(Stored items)
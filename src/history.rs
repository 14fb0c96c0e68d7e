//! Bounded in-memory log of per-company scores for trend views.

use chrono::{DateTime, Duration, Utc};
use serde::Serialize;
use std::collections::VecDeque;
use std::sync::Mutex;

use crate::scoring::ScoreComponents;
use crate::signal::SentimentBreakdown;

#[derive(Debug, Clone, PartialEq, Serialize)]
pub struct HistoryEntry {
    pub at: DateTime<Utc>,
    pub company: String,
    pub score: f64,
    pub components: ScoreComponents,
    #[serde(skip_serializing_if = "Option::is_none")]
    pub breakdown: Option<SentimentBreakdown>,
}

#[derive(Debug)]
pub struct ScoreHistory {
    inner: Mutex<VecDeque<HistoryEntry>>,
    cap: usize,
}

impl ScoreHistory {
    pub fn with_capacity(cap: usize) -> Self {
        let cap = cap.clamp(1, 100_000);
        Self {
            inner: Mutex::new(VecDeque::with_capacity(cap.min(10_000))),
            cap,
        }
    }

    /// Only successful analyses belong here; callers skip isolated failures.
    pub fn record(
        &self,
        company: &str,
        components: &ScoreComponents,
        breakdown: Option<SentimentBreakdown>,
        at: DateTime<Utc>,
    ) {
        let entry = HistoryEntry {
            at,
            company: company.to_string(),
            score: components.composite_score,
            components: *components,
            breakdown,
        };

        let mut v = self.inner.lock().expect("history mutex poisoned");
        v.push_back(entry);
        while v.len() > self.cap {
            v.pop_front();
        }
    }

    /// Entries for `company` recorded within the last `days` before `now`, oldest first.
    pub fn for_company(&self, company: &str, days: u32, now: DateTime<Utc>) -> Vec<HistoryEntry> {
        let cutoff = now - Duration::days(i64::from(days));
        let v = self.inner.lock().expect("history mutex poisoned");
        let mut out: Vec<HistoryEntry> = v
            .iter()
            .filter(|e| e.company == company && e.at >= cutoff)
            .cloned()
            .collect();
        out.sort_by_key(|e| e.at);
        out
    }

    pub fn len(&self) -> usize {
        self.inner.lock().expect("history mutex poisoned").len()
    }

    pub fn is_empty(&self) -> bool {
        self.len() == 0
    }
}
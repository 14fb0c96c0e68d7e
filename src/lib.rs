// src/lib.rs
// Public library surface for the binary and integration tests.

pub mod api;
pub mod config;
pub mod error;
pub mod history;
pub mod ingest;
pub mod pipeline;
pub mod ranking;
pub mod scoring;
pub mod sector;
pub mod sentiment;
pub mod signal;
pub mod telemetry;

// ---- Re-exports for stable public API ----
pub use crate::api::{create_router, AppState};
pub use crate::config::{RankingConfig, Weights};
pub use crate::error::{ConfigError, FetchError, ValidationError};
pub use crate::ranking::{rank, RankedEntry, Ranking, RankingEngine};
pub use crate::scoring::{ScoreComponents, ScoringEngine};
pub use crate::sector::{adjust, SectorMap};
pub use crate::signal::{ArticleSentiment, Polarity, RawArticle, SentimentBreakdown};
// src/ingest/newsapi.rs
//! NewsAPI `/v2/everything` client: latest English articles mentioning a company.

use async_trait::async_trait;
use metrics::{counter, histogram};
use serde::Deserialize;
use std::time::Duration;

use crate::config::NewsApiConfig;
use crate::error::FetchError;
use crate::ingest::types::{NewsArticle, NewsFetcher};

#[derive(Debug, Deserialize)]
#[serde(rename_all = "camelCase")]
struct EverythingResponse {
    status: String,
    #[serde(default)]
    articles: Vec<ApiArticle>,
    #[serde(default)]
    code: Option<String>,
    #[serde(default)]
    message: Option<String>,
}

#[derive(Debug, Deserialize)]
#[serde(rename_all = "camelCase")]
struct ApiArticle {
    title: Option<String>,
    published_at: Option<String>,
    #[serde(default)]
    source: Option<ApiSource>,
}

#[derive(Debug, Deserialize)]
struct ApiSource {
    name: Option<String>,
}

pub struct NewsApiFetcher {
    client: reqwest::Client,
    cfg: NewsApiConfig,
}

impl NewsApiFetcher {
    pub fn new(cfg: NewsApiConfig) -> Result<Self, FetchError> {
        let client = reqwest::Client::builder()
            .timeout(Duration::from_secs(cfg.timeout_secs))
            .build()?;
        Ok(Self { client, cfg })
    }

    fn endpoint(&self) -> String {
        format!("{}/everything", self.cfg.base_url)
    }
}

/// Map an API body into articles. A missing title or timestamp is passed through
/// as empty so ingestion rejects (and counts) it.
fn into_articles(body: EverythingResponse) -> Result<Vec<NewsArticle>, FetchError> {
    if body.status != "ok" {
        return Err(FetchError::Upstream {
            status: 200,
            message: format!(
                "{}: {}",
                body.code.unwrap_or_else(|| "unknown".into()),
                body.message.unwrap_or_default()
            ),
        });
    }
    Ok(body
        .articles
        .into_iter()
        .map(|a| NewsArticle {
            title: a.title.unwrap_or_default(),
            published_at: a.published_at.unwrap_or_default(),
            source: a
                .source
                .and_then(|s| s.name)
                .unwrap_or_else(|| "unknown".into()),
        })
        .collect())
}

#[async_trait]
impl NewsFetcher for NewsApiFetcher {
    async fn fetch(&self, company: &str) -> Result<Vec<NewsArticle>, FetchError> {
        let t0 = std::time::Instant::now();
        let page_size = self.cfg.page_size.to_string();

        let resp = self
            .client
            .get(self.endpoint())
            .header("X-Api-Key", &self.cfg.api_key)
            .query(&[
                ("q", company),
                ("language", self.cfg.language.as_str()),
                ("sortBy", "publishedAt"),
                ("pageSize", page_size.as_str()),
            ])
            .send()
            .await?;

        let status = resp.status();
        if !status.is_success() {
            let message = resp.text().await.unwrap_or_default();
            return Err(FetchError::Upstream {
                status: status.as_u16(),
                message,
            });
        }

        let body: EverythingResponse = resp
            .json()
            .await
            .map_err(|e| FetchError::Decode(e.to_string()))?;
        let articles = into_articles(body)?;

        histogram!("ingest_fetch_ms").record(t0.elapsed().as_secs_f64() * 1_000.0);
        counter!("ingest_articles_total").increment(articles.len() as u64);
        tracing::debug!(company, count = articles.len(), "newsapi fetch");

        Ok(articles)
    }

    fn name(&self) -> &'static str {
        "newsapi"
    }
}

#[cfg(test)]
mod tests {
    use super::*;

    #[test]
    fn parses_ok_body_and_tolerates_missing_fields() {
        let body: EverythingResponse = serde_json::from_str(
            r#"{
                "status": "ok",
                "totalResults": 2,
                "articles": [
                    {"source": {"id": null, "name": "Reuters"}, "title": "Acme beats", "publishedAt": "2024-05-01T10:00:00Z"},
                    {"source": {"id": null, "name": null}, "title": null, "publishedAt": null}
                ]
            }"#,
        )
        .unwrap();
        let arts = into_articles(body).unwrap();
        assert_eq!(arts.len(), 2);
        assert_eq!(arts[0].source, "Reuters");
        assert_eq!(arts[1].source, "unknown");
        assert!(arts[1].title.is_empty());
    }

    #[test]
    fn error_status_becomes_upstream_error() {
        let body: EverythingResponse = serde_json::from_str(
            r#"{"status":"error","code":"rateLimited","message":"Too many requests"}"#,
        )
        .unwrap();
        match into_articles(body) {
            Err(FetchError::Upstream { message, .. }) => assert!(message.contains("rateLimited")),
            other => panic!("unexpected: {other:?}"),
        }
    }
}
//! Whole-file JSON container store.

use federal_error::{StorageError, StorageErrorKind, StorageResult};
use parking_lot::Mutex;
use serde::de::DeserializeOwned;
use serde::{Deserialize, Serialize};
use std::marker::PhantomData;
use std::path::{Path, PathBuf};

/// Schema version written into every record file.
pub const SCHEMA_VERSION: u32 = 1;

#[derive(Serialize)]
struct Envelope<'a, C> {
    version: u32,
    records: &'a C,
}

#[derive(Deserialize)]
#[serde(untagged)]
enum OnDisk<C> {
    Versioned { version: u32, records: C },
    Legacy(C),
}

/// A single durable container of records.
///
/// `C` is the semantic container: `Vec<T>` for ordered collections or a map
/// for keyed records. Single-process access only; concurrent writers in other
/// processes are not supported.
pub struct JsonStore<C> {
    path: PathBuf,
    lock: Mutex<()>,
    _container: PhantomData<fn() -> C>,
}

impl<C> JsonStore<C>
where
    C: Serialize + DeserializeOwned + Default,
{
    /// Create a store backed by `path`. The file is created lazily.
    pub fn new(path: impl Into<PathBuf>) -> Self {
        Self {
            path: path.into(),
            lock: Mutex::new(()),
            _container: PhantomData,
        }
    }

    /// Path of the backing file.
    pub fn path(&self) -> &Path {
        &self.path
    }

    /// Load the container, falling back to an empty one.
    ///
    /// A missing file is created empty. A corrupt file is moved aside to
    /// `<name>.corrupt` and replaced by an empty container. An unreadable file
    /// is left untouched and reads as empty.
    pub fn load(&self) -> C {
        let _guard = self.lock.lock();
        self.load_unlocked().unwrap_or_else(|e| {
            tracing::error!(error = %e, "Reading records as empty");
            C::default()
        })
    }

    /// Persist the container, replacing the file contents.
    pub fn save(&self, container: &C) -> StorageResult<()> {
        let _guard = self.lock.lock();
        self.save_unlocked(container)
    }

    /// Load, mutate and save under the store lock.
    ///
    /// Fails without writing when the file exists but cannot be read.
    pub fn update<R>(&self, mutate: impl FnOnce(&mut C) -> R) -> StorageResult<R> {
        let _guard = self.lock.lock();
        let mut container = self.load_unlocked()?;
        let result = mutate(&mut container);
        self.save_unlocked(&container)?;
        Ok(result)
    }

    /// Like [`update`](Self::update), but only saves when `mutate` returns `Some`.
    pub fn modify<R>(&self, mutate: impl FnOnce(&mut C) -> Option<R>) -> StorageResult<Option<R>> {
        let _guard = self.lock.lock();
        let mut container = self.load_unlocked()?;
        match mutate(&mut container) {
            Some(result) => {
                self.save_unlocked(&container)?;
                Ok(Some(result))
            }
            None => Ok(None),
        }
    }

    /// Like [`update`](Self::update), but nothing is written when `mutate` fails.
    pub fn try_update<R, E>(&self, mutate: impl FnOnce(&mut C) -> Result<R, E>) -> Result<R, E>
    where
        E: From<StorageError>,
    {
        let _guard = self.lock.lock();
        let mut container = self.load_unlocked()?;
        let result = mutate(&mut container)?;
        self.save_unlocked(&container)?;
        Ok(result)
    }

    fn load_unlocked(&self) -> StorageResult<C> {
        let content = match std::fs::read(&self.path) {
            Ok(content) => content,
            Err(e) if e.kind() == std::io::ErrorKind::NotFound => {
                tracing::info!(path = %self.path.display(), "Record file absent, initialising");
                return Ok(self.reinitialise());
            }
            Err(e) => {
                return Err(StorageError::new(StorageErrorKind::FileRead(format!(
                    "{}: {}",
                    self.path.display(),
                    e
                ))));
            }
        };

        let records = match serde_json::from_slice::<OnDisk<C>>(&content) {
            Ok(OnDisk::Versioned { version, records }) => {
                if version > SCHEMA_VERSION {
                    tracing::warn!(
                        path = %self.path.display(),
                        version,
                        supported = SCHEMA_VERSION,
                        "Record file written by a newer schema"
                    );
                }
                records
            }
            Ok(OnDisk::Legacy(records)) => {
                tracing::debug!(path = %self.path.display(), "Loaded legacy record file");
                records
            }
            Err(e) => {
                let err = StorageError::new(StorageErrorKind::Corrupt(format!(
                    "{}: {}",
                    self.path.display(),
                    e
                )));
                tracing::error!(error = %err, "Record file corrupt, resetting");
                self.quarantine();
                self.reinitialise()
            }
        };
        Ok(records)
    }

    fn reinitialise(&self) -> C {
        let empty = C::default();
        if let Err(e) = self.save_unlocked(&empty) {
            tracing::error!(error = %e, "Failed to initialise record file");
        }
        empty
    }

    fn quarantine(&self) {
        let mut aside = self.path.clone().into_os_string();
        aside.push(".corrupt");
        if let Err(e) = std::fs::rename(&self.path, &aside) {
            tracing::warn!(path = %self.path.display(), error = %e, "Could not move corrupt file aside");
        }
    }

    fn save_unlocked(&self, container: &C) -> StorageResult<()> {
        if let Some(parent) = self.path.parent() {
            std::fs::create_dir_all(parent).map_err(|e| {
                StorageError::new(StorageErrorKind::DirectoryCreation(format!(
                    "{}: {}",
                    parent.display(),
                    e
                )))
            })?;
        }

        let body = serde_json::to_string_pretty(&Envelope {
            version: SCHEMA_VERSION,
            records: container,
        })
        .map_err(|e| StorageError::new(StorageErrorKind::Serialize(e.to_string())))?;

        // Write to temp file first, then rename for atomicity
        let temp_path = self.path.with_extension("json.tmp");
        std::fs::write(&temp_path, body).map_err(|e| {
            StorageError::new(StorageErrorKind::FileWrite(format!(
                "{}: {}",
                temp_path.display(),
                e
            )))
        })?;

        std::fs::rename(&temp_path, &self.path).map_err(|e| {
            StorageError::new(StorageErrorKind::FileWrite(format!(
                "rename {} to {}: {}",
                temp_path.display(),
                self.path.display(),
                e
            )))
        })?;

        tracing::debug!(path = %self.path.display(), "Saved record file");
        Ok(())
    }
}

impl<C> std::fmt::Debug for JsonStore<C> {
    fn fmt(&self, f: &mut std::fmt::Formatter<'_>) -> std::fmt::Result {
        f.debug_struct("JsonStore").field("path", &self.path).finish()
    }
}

EXERCISE - Work out how many lines in the preceding data include the word "DeserializeOwned". State only that number.

COMPLETED EXERCISE - 2